> **WHAT THE TASK REQUIRES**: Only certain lines below are wanted: those starting at the line containing "use serde::Serialize;" and ending at the line containing "static SIGNED_URL_REQUESTS: Lazy<IntCounter>", both included, each retyped exactly.

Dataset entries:
-- Opening Marker --

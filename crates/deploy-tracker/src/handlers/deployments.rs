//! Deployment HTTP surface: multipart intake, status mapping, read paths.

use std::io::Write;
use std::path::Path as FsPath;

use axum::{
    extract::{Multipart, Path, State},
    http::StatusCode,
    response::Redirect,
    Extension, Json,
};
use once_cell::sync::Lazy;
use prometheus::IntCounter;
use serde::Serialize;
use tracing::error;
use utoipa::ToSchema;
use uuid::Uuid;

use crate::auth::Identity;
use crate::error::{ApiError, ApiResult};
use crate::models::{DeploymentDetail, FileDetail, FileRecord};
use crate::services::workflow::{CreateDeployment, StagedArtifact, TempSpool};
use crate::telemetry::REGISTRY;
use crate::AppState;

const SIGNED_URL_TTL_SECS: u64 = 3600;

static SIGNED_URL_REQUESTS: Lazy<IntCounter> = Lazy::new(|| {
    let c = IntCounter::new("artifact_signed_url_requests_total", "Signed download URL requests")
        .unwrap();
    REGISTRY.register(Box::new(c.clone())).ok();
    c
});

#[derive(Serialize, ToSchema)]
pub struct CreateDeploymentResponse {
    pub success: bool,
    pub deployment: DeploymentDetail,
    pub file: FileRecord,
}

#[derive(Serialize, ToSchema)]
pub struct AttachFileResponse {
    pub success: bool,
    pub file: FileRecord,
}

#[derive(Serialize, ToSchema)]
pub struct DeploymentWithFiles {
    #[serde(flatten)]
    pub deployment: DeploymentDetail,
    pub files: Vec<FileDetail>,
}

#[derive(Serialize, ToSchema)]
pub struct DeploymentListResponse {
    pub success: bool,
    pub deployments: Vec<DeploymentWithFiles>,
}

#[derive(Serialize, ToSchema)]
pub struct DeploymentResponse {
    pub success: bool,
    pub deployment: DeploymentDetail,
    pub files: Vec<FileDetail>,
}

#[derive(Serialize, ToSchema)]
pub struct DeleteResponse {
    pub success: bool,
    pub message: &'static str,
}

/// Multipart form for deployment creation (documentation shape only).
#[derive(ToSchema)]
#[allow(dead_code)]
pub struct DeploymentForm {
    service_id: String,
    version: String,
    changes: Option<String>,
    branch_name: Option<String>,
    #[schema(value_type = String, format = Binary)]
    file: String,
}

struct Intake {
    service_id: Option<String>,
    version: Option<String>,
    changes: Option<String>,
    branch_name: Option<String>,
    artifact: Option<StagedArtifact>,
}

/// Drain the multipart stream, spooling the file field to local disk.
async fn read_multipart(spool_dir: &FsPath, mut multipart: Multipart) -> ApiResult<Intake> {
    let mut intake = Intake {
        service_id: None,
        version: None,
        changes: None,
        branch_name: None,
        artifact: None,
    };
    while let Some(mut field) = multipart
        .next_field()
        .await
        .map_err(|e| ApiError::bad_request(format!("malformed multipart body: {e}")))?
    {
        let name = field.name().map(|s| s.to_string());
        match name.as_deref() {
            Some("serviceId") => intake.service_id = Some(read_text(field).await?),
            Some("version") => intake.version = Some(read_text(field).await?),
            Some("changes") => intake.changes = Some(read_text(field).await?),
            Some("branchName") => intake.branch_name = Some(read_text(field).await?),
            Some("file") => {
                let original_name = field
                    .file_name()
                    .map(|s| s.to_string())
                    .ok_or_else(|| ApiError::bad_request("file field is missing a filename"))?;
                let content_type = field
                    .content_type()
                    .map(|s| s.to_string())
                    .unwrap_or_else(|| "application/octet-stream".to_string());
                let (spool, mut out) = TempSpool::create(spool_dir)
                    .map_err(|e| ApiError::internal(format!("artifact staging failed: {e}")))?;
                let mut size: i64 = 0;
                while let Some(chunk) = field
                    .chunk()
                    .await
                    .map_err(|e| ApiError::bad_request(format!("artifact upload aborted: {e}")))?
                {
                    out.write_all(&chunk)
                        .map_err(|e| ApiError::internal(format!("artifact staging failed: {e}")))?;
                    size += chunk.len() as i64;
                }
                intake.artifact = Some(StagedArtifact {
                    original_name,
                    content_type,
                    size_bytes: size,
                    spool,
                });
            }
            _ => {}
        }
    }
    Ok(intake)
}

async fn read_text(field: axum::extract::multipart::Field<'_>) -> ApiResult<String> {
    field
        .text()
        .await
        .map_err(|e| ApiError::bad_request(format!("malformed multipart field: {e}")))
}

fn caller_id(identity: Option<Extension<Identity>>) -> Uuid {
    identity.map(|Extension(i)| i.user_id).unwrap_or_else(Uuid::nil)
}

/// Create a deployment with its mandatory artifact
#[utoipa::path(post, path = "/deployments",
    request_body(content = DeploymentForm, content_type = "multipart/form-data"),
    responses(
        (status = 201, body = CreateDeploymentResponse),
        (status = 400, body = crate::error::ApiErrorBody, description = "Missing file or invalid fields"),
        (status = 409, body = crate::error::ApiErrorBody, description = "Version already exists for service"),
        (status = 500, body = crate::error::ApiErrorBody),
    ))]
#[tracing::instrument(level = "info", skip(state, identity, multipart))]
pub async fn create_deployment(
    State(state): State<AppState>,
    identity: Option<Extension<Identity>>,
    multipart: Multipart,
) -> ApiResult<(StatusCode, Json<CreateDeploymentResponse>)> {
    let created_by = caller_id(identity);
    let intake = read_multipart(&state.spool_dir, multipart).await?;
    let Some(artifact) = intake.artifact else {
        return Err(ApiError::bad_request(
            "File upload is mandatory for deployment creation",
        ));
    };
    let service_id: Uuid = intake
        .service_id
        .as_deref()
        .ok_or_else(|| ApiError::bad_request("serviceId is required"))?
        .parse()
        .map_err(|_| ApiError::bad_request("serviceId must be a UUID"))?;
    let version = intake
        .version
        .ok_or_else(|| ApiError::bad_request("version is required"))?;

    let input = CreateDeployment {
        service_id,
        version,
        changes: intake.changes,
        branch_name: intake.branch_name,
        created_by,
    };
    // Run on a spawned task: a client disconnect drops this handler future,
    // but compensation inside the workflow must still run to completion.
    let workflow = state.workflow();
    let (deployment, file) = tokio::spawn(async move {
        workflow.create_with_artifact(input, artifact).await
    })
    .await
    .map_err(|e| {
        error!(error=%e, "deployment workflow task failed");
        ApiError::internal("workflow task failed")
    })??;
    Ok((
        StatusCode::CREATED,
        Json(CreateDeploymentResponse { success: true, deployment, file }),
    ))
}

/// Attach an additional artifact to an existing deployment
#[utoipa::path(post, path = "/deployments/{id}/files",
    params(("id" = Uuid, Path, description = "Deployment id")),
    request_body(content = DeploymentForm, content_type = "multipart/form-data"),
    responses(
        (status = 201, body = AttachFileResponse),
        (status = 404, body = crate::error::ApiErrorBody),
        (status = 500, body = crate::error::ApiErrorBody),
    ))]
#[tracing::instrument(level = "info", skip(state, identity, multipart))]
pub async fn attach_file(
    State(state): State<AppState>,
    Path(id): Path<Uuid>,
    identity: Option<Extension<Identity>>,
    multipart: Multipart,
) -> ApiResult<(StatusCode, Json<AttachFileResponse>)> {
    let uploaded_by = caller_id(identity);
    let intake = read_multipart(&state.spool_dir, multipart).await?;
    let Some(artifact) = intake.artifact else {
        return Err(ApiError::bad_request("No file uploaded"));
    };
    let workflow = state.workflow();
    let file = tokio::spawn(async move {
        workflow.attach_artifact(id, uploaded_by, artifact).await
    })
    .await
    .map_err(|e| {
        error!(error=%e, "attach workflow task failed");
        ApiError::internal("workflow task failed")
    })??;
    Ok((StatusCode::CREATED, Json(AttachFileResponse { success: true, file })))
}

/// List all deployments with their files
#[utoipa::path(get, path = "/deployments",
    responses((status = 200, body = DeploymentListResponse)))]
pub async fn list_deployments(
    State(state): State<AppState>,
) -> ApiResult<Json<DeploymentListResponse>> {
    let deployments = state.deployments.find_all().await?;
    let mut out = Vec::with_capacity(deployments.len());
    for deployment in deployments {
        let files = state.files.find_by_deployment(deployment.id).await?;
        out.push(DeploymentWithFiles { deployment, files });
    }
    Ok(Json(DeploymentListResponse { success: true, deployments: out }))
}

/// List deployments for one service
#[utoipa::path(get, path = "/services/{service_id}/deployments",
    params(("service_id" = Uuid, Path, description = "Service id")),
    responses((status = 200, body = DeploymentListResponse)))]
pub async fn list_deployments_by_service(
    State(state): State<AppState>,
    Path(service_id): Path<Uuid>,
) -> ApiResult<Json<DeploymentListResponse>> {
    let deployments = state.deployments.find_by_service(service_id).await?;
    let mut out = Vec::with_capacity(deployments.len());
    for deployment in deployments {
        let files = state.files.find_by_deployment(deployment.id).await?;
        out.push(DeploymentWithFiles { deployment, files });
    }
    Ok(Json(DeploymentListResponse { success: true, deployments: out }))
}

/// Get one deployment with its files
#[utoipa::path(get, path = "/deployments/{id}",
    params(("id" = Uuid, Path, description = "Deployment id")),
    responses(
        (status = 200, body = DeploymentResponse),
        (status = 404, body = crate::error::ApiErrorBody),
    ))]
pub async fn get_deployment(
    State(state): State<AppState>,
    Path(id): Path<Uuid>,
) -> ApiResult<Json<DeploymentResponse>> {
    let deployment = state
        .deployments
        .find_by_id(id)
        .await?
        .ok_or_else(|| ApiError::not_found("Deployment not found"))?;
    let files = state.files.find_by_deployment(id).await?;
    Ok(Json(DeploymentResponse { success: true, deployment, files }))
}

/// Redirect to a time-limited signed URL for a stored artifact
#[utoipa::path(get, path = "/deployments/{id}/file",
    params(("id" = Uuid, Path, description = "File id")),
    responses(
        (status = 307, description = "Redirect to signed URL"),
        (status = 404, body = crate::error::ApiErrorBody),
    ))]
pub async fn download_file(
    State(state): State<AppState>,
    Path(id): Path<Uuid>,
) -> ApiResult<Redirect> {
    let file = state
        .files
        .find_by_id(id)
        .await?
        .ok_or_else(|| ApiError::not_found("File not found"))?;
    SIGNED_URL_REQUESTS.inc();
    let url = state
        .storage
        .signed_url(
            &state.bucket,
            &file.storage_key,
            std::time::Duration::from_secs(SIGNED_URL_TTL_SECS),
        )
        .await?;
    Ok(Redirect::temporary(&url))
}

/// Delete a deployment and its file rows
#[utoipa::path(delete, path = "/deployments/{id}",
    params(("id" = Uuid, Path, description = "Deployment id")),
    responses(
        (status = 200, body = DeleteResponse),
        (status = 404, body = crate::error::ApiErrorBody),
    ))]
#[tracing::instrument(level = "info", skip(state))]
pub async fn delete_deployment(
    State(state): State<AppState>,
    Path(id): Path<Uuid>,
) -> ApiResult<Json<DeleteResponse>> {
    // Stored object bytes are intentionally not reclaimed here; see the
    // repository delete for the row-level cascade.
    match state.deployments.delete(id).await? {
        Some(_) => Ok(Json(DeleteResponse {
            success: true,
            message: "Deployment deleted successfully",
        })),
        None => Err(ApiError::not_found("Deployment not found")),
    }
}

-- Closing Marker --

> **REPLY TO THE TASK**:
use serde::Serialize;
use tracing::error;
use utoipa::ToSchema;
use uuid::Uuid;

use crate::auth::Identity;
use crate::error::{ApiError, ApiResult};
use crate::models::{DeploymentDetail, FileDetail, FileRecord};
use crate::services::workflow::{CreateDeployment, StagedArtifact, TempSpool};
use crate::telemetry::REGISTRY;
use crate::AppState;

const SIGNED_URL_TTL_SECS: u64 = 3600;

static SIGNED_URL_REQUESTS: Lazy<IntCounter> = Lazy::new(|| {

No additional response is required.